Nada. Completely dead. No signs of life what so ever. I had to use the key to open the door.

The most idiotic part of the car (and this was designed by Germans) is that there is no key hole for the trunk. You got no power, forget trying to open the trunk. Oh yeah, my briefcase was in the trunk again. Ridiculous!

When I waited for AAA to come tonight, I kept clicking the door lock and unlock, and it came back to life. I just ended up driving it home.

A jump has no impact when the car is in that state. Also has nothing to do with the key fob.


----------



## taibanl (Oct 3, 2010)

I would think it would have to be a bad relay somewhere


----------



## dragoncoach (Aug 4, 2007)

Find a different dealer who WILL fix the problem. After all, YOU HAVE A CPO warranty. If the dealer you are using won't or can't fix the problem, call BMWNA. I would also request a loaner and use it till your car is fixed.


----------



## Hoooper (Jun 17, 2013)

Yeah I have no idea. My first stop would be the distribution block on the battery since not a single thing works.


----------



## taibanl (Oct 3, 2010)

Hoooper said:


> Yeah I have no idea. My first stop would be the distribution block on the battery since not a single thing works.

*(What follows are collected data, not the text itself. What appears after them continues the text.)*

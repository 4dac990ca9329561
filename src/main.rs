use chess_attention::api::router::create_router;
use chess_attention::api::state::AppState;
use chess_attention::config::AppConfig;

#[tokio::main]
async fn main() {
    // Handle --health-check flag for Docker HEALTHCHECK (works in scratch image).
    if std::env::args().any(|a| a == "--health-check") {
        match health_check().await {
            Ok(()) => std::process::exit(0),
            Err(e) => {
                eprintln!("Health check failed: {e}");
                std::process::exit(1);
            }
        }
    }

    // Initialize tracing (structured logging).
    tracing_subscriber::fmt()
        .with_env_filter(
            tracing_subscriber::EnvFilter::try_from_default_env()
                .unwrap_or_else(|_| "chess_attention=info,tower_http=info".into()),
        )
        .init();

    let config = AppConfig::from_env();
    let bind_addr = config.bind_addr();
    let state = AppState::new(config);

    let app = create_router(state);

    tracing::info!(
        "chess-attention v{} starting on {bind_addr}",
        env!("CARGO_PKG_VERSION")
    );

    let listener = tokio::net::TcpListener::bind(&bind_addr)
        .await
        .expect("Failed to bind to address");

    axum::serve(listener, app).await.expect("Server error");
}

/// Lightweight health check: send raw HTTP/1.1 request and check for 200 OK.
async fn health_check() -> Result<(), Box<dyn std::error::Error>> {
    let port = std::env::var("PORT").unwrap_or_else(|_| "8082".to_string());
    let mut stream = tokio::net::TcpStream::connect(format!("127.0.0.1:{port}")).await?;
    let request =
        format!("GET /health HTTP/1.1\r\nHost: 127.0.0.1:{port}\r\nConnection: close\r\n\r\n");
    use tokio::io::{AsyncReadExt, AsyncWriteExt};
    stream.write_all(request.as_bytes()).await?;
    let mut buf = vec![0u8; 1024];
    let n = stream.read(&mut buf).await?;
    let response = String::from_utf8_lossy(&buf[..n]);
    if response.starts_with("HTTP/1.1 200") {
        Ok(())
    } else {
        Err(format!(
            "Unexpected response: {}",
            response.lines().next().unwrap_or("")
        )
        .into())
    }
}
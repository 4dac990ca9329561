use std::collections::HashMap;
use std::sync::Arc;
use std::time::Duration;
use tokio::sync::RwLock;

use crate::config::AppConfig;
use crate::session::Session;
use crate::submit::{ResultsClient, ServerMetrics};

/// A stored session plus whatever the results collaborator said about it.
pub struct SessionEntry {
    pub session: Session,
    /// Metrics returned by the collaborator after submission, if any.
    pub server_metrics: Option<ServerMetrics>,
    /// Whether submission has been attempted (successfully or not).
    pub submitted: bool,
}

impl SessionEntry {
    pub fn new(session: Session) -> Self {
        SessionEntry {
            session,
            server_metrics: None,
            submitted: false,
        }
    }
}

/// Sessions stored by UUID.
pub type SessionStore = RwLock<HashMap<String, SessionEntry>>;

/// Shared application state passed to all handlers via Axum's State extractor.
pub struct AppState {
    pub sessions: SessionStore,
    pub config: AppConfig,
    pub results: ResultsClient,
    pub start_time: std::time::Instant,
}

pub type SharedState = Arc<AppState>;

impl AppState {
    pub fn new(config: AppConfig) -> SharedState {
        let results = ResultsClient::new(
            config.results_url.clone(),
            Duration::from_millis(config.submit_timeout_ms),
        );

        Arc::new(AppState {
            sessions: RwLock::new(HashMap::new()),
            config,
            results,
            start_time: std::time::Instant::now(),
        })
    }
}
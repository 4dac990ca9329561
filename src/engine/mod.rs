pub mod attacks;
pub mod board;
pub mod generator;
pub mod types;

pub use board::Board;
pub use generator::{generate, generate_with, Position};
pub use types::*;
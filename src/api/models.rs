use std::time::Instant;

use serde::{Deserialize, Serialize};

use crate::engine::{Board, Square};
use crate::session::{OpenTrial, ResultsReport, Session, TrialRecord};
use crate::submit::ServerMetrics;

// ---------------------------------------------------------------------------
// Request models
// ---------------------------------------------------------------------------

#[derive(Debug, Deserialize)]
#[serde(rename_all = "camelCase")]
pub struct CreateSessionRequest {
    pub patient_name: String,
    pub difficulty: Option<String>,
    /// Session length in seconds. Ignored when `duration_preset` is given.
    pub duration: Option<f64>,
    /// Named length: short / medium / long / extended.
    pub duration_preset: Option<String>,
    /// Board display window in seconds.
    pub board_display_time: Option<f64>,
}

#[derive(Debug, Deserialize)]
#[serde(rename_all = "camelCase")]
pub struct RespondRequest {
    pub row: u8,
    pub col: u8,
    /// Reaction time measured by the UI, in seconds. Preferred over the
    /// server-side clock when present (no network latency baked in).
    pub response_time: Option<f64>,
}

// ---------------------------------------------------------------------------
// Response models
// ---------------------------------------------------------------------------

#[derive(Debug, Serialize)]
#[serde(rename_all = "camelCase")]
pub struct HealthResponse {
    pub status: String,
    pub version: String,
    pub engine: String,
    pub uptime: u64,
}

#[derive(Debug, Serialize)]
#[serde(rename_all = "camelCase")]
pub struct DeleteResponse {
    pub success: bool,
    pub message: String,
}

#[derive(Debug, Serialize)]
#[serde(rename_all = "camelCase")]
pub struct SessionResponse {
    pub id: String,
    pub patient_name: String,
    pub difficulty: String,
    pub duration: f64,
    pub board_display_time: f64,
    pub countdown: f64,
    pub phase: String,
    pub trial_count: usize,
    pub created_at: String,
}

#[derive(Debug, Serialize)]
#[serde(rename_all = "camelCase")]
pub struct TrialResponse {
    pub trial: usize,
    /// 8×8 grid of piece tags, row 0 = rank 8.
    pub board: Vec<Vec<Option<String>>>,
    pub attacking_piece: String,
    pub attacking_position: String,
    pub display_seconds: f64,
    pub session_elapsed: f64,
    pub session_remaining: f64,
}

#[derive(Debug, Serialize)]
#[serde(rename_all = "camelCase")]
pub struct RespondResponse {
    /// False when the click fell outside the response window and was
    /// silently ignored.
    pub accepted: bool,
    /// True when the trial had already been answered; `record` then holds
    /// the original, unchanged record.
    pub repeat: bool,
    pub correct: Option<bool>,
    pub record: Option<TrialRecord>,
}

#[derive(Debug, Serialize)]
#[serde(rename_all = "camelCase")]
pub struct ResultsResponse {
    pub patient_name: String,
    pub difficulty: String,
    pub total_trials: usize,
    pub successful_trials: usize,
    pub success_rate: Option<f64>,
    pub mean_response_time: Option<f64>,
    pub ies: Option<f64>,
    pub ies_source: String,
    pub ies1: Option<f64>,
    pub ies2: Option<f64>,
    pub ies3: Option<f64>,
    pub focus_drift: Option<f64>,
    pub focus_stability: Option<f64>,
    pub submitted: bool,
    pub trial_data: Vec<TrialRecord>,
}

// ---------------------------------------------------------------------------
// Builders
// ---------------------------------------------------------------------------

/// The board as a grid of piece tags for rendering.
pub fn board_to_grid(board: &Board) -> Vec<Vec<Option<String>>> {
    (0..8u8)
        .map(|row| {
            (0..8u8)
                .map(|col| board.piece_at(Square::new(row, col)).map(|p| p.to_tag()))
                .collect()
        })
        .collect()
}

pub fn session_to_response(session: &Session, now: Instant) -> SessionResponse {
    let settings = session.settings();
    SessionResponse {
        id: session.id.clone(),
        patient_name: settings.patient_name.clone(),
        difficulty: settings.difficulty.to_string(),
        duration: settings.duration.as_secs_f64(),
        board_display_time: settings.board_display.as_secs_f64(),
        countdown: settings.countdown.as_secs_f64(),
        phase: session.phase_at(now).to_string(),
        trial_count: session.trial_count(),
        created_at: session.created_at.to_rfc3339(),
    }
}

pub fn trial_to_response(session: &Session, open: &OpenTrial, now: Instant) -> TrialResponse {
    TrialResponse {
        trial: open.index,
        board: board_to_grid(&open.position.board),
        attacking_piece: open.position.attacker.to_tag(),
        attacking_position: open.position.attacker_square.to_algebraic(),
        display_seconds: session.settings().board_display.as_secs_f64(),
        session_elapsed: session.elapsed(now),
        session_remaining: session.remaining(now),
    }
}

pub fn results_to_response(
    session: &Session,
    server_metrics: Option<ServerMetrics>,
    submitted: bool,
) -> ResultsResponse {
    let settings = session.settings();
    let local = crate::session::summarize(session.trials());
    let report = ResultsReport::new(local, server_metrics);

    let (total, successful, rate, mean_rt) = match &report.local {
        Some(summary) => (
            summary.total_trials,
            summary.successful_trials,
            Some(summary.success_rate),
            summary.mean_response_time,
        ),
        None => (0, 0, None, None),
    };

    let (ies1, ies2, ies3) = match &report.server {
        Some(s) => (s.ies1, s.ies2, s.ies3),
        None => (None, None, None),
    };

    ResultsResponse {
        patient_name: settings.patient_name.clone(),
        difficulty: settings.difficulty.to_string(),
        total_trials: total,
        successful_trials: successful,
        success_rate: rate,
        mean_response_time: mean_rt,
        ies: report.effective_ies(),
        ies_source: report.ies_source().as_str().to_string(),
        ies1,
        ies2,
        ies3,
        focus_drift: report.focus_drift(),
        focus_stability: report.focus_stability(),
        submitted,
        trial_data: session.trials().to_vec(),
    }
}
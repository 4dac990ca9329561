//! CSV materialisation of a frozen session.
//!
//! Three metadata rows, one header row, then exactly one row per recorded
//! trial — the shape the clinical spreadsheet side expects. The session is
//! frozen before export, so the output is a complete, immutable snapshot.

use chrono::{DateTime, Utc};

use crate::session::recorder::SessionSettings;
use crate::session::trial::TrialRecord;

const TRIAL_HEADER: [&str; 8] = [
    "Trial",
    "Trial Time",
    "Attacking Piece",
    "Attacking Position",
    "Attacked Pieces",
    "Response Time",
    "Success",
    "Response Position",
];

/// Render a full session as CSV text.
pub fn session_csv(settings: &SessionSettings, trials: &[TrialRecord]) -> String {
    let mut out = String::new();

    push_row(
        &mut out,
        &["Difficulty", &settings.difficulty.to_string()],
    );
    push_row(
        &mut out,
        &[
            "Test Duration",
            &format_seconds(settings.duration.as_secs_f64()),
        ],
    );
    push_row(
        &mut out,
        &[
            "Board Display Time",
            &format_seconds(settings.board_display.as_secs_f64()),
        ],
    );
    push_row(&mut out, &TRIAL_HEADER);

    for t in trials {
        push_row(
            &mut out,
            &[
                &t.trial.to_string(),
                &format_seconds(t.trial_time),
                &t.attacking_piece,
                &t.attacking_position,
                &t.attacked_pieces,
                &format_seconds(t.response_time),
                &t.success.to_string(),
                &t.response_position,
            ],
        );
    }

    out
}

/// Download filename: subject name plus an ISO timestamp with characters
/// unsafe in filenames replaced.
pub fn export_filename(patient_name: &str, at: DateTime<Utc>) -> String {
    let stamp = at
        .to_rfc3339()
        .replace([':', '.', '+'], "-");
    let name: String = patient_name
        .chars()
        .map(|c| if matches!(c, '/' | '\\' | ':') { '-' } else { c })
        .collect();
    format!("{name}_{stamp}.csv")
}

fn push_row(out: &mut String, fields: &[&str]) {
    let escaped: Vec<String> = fields.iter().map(|f| escape_field(f)).collect();
    out.push_str(&escaped.join(","));
    out.push('\n');
}

/// Quote a field when it contains a delimiter, quote, or newline.
fn escape_field(field: &str) -> String {
    if field.contains([',', '"', '\n', '\r']) {
        format!("\"{}\"", field.replace('"', "\"\""))
    } else {
        field.to_string()
    }
}

/// Seconds as the shortest faithful decimal (whole numbers without a
/// trailing ".0", to match the spreadsheet convention).
fn format_seconds(value: f64) -> String {
    if value.fract() == 0.0 && value.abs() < 1e15 {
        format!("{}", value as i64)
    } else {
        format!("{value}")
    }
}

// =========================================================================
// Tests
// =========================================================================
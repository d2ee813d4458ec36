//! Binary crate for the `forecast` command-line tool.
//!
//! This crate focuses on:
//! - Parsing CLI arguments
//! - Logging setup
//! - Human-friendly output formatting

use clap::Parser;
use tracing_subscriber::{EnvFilter, fmt, prelude::*};

mod cli;

fn setup_logging(verbose: bool) {
    let default = if verbose { "forecast=debug" } else { "forecast=info" };
    let filter = EnvFilter::try_from_default_env().unwrap_or_else(|_| EnvFilter::new(default));

    tracing_subscriber::registry()
        .with(fmt::layer().with_target(false).without_time().with_writer(std::io::stderr))
        .with(filter)
        .init();
}

#[tokio::main]
async fn main() -> anyhow::Result<()> {
    let cmd = cli::Cli::parse();
    setup_logging(cmd.verbose);
    cmd.run().await
}
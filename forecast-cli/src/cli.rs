use std::path::PathBuf;

use anyhow::Context;
use chrono::NaiveDate;
use clap::{Parser, Subcommand};
use forecast_core::{ForecastClient, ForecastConfig, ForecastEnd, HourlyRecord, JsonFileSink};
use serde_json::Value;

/// Top-level CLI struct.
#[derive(Debug, Parser)]
#[command(name = "forecast", version, about = "Hourly weather forecast CLI")]
pub struct Cli {
    /// Use this config file instead of the platform default.
    #[arg(long, global = true)]
    pub config: Option<PathBuf>,

    /// Enable debug logging.
    #[arg(short, long, global = true)]
    pub verbose: bool,

    #[command(subcommand)]
    pub command: Command,
}

#[derive(Debug, Subcommand)]
pub enum Command {
    /// Show hourly forecast from a start date up to an end date.
    Show {
        /// End of the range: YYYY-MM-DD, or a number of days after the start.
        #[arg(allow_negative_numbers = true)]
        end: ForecastEnd,

        /// Start date (YYYY-MM-DD); if absent, means "today".
        #[arg(long)]
        from: Option<NaiveDate>,

        /// Location to query, overriding the config file.
        #[arg(long)]
        location: Option<String>,

        /// File holding the API key, overriding the config file.
        #[arg(long)]
        secret: Option<PathBuf>,

        /// Print records as JSON instead of a table.
        #[arg(long)]
        json: bool,

        /// Also dump the records as JSON into this file.
        #[arg(long)]
        dump: Option<PathBuf>,
    },

    /// Print the config file path and the effective configuration.
    Config,
}

impl Cli {
    pub async fn run(self) -> anyhow::Result<()> {
        let mut config = match &self.config {
            Some(path) => ForecastConfig::load_from(path)?,
            None => ForecastConfig::load()?,
        };

        match self.command {
            Command::Show { end, from, location, secret, json, dump } => {
                if let Some(location) = location {
                    config.location = location;
                }
                if let Some(secret) = secret {
                    config.secret_file = secret;
                }

                let mut client = ForecastClient::new(config)?;
                if let Some(dump) = dump {
                    client = client.with_sink(JsonFileSink::new(dump));
                }

                let records = client.get_forecast(end, from).await?;

                if json {
                    let out = serde_json::to_string_pretty(&records)
                        .context("Failed to serialize forecast records")?;
                    println!("{out}");
                } else {
                    print!("{}", render_table(&records));
                }
            }
            Command::Config => {
                let path = match self.config {
                    Some(path) => path,
                    None => ForecastConfig::config_file_path()?,
                };
                println!("# {}", path.display());
                print!("{}", config.to_toml()?);
            }
        }

        Ok(())
    }
}

const TABLE_COLUMNS: &[(&str, &str)] = &[
    ("date", "Date"),
    ("time", "Time"),
    ("temp", "Temp"),
    ("feelslike", "Feels"),
    ("precipprob", "Precip%"),
    ("windspeed", "Wind"),
    ("conditions", "Conditions"),
];

/// Render records as a fixed-column table; missing fields show as `-`.
fn render_table(records: &[HourlyRecord]) -> String {
    if records.is_empty() {
        return "No hourly data returned for this range.\n".to_string();
    }

    let rows: Vec<Vec<String>> = records
        .iter()
        .map(|r| TABLE_COLUMNS.iter().map(|(key, _)| cell(r.get(*key))).collect())
        .collect();

    let widths: Vec<usize> = TABLE_COLUMNS
        .iter()
        .enumerate()
        .map(|(i, (_, title))| {
            rows.iter().map(|row| row[i].chars().count()).fold(title.len(), usize::max)
        })
        .collect();

    let mut out = String::new();
    let header: Vec<&str> = TABLE_COLUMNS.iter().map(|(_, title)| *title).collect();
    push_row(&mut out, header.iter().copied(), &widths);
    for row in &rows {
        push_row(&mut out, row.iter().map(String::as_str), &widths);
    }
    out
}

fn push_row<'a>(out: &mut String, cells: impl Iterator<Item = &'a str>, widths: &[usize]) {
    let line: Vec<String> =
        cells.zip(widths.iter().copied()).map(|(cell, width)| format!("{cell:<width$}")).collect();
    out.push_str(line.join("  ").trim_end());
    out.push('\n');
}

fn cell(value: Option<&Value>) -> String {
    match value {
        None | Some(Value::Null) => "-".to_string(),
        Some(Value::String(s)) => s.clone(),
        Some(other) => other.to_string(),
    }
}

Negative - distribution block is fusible links. They're either blown or not, not intermittent.


----------



## KeithS (Dec 30, 2001)

taibanl said:


> Negative - distribution block is fusible links. They're either blown or not, not intermittent.


But are not the links bolted in place, bolts that could be loose?


----------



## taibanl (Oct 3, 2010)

Sure, it's possible that anything along the line in the electrical system is loose

However, as described by the OPD, the behavior seems to be without any movement and just sporadic which leads me to believe that it's a failed / stuck relay somewhere. It doesn't sound like he saying his battery is dead. Alternatively it could be whatever microprocessor controls said relaythat wakes the vehicle up


----------



## crazy4trains (Mar 30, 2011)

I assume the battery is in the trunk. I also assume you have a positive and negative lug under the hood to use if you need to jump start the car. If so, buy a cheap circuit tester and measure the voltage on the jump lugs (or whatever they are called) under the hood (not at the battery) when this happens. About all this can tell you is if voltage is getting to the engine compartment from the battery. If you do have voltage (12.5 +/- under the hood) not much more I can tell you. If you don't have voltage under the hood that that at least tells you that something is afoul between the battery and the engine.


----------



## Hoooper (Jun 17, 2013)

taibanl said:


> Negative - distribution block is fusible links. They're either blown or not, not intermittent.


obviously not a blown fuse, think loose connections somewhere. Sounds like either that or a keyfob issue not waking the car up, but the lights in the cabin should come on when the door opens regardless.


----------



## dragoncoach (Aug 4, 2007)

Did you check the ground connections? Loose ground connections are sometimes the cause intermittent electrical problems and are often overlooked.


----------



## EMPTYKIM (Sep 24, 2013)

dragoncoach said:


> Did you check the ground connections? Loose ground connections are sometimes the cause intermittent electrical problems and are often overlooked.


I'd lean this way as my first check. Loose ground connections can cause everything the OP stated.


----------



## ingenieur (Dec 26, 2006)

There is a battery cable recall for this symptom. There have been some reports that it is not completed correctly also leading to problems.


----------



## YozhDzl (Mar 5, 2014)

Check your battery contacts first, make sure tight and not corroded. Sometimes, it may seem like they are on good, but corrosion or poor contact will drop everything dead. Next, have your battery load tested, could be your battery. Then, main DDE relay, get them to check that one.


----------



## oceandiver86 (Jan 25, 2015)

Sometimes the main Batterie cable to the junction box electronic module is faulty and causes this intermittend fault ( complete electronic failure)
thought there is a Service Bulletin out...did your dealer check this??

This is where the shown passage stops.